Return each line of the listing in which the word "schema" appears.

(Material for the task Opens)

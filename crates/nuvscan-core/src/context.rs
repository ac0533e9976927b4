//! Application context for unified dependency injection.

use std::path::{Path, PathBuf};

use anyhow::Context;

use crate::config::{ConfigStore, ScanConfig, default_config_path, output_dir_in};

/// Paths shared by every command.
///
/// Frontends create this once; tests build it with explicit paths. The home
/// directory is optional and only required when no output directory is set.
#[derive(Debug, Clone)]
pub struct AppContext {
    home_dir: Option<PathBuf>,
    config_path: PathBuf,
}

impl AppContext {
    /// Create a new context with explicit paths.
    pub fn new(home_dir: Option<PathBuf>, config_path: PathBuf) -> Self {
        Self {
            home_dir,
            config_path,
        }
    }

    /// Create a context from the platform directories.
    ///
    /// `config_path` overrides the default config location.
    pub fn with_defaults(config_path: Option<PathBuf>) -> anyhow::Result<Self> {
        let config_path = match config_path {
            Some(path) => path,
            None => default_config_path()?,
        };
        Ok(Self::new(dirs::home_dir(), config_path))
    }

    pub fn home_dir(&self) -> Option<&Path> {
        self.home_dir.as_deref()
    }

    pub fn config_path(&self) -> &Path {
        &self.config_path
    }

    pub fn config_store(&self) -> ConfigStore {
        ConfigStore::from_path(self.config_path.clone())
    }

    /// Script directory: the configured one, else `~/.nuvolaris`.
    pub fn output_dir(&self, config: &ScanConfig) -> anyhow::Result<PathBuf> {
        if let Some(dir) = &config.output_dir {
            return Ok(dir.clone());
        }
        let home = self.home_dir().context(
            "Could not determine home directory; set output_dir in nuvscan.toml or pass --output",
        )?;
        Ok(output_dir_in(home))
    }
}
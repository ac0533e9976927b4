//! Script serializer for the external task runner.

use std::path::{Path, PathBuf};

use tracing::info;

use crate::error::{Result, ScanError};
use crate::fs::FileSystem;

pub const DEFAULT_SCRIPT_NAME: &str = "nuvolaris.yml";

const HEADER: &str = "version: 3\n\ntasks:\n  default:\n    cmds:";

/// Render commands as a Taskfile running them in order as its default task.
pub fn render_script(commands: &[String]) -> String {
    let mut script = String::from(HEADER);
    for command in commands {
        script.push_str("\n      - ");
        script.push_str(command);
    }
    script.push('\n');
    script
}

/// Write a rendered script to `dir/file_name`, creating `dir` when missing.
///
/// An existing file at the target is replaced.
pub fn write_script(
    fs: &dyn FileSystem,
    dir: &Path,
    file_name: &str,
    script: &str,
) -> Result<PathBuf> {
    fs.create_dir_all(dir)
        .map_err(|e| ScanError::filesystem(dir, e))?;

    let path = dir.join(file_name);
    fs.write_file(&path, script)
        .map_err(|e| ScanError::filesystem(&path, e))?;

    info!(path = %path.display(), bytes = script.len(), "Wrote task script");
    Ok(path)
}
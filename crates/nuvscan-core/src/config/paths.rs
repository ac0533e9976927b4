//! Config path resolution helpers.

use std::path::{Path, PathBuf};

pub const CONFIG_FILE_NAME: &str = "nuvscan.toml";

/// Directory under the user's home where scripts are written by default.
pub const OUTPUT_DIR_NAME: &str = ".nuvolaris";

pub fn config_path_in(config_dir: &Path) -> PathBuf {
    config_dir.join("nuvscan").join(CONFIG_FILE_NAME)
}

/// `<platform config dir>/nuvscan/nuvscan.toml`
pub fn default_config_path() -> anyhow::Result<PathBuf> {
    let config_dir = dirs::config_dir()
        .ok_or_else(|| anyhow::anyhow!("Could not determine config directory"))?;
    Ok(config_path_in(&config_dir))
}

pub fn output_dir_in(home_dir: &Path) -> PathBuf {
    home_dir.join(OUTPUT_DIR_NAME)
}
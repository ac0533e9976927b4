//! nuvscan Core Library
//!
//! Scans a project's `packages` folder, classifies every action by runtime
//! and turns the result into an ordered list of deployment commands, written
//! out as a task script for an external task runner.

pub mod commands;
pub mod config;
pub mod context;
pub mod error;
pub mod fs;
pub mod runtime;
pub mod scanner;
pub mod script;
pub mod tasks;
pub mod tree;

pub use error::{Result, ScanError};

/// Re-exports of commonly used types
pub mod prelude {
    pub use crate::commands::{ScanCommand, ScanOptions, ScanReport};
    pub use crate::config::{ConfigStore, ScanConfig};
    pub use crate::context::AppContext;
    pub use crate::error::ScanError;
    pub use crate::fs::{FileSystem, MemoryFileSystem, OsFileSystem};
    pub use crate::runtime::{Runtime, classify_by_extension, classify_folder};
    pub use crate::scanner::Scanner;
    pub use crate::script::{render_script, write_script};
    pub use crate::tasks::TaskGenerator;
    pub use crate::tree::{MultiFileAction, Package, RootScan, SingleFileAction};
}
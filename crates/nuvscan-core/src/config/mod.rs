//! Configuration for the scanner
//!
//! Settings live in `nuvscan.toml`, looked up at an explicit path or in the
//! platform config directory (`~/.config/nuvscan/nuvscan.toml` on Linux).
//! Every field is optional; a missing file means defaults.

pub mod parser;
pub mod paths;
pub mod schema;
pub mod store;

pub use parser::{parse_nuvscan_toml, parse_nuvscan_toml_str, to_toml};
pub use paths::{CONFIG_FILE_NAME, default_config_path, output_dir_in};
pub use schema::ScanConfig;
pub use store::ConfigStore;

(Material for the task Closes)

Result for this exercise:
pub mod schema;
pub use schema::ScanConfig;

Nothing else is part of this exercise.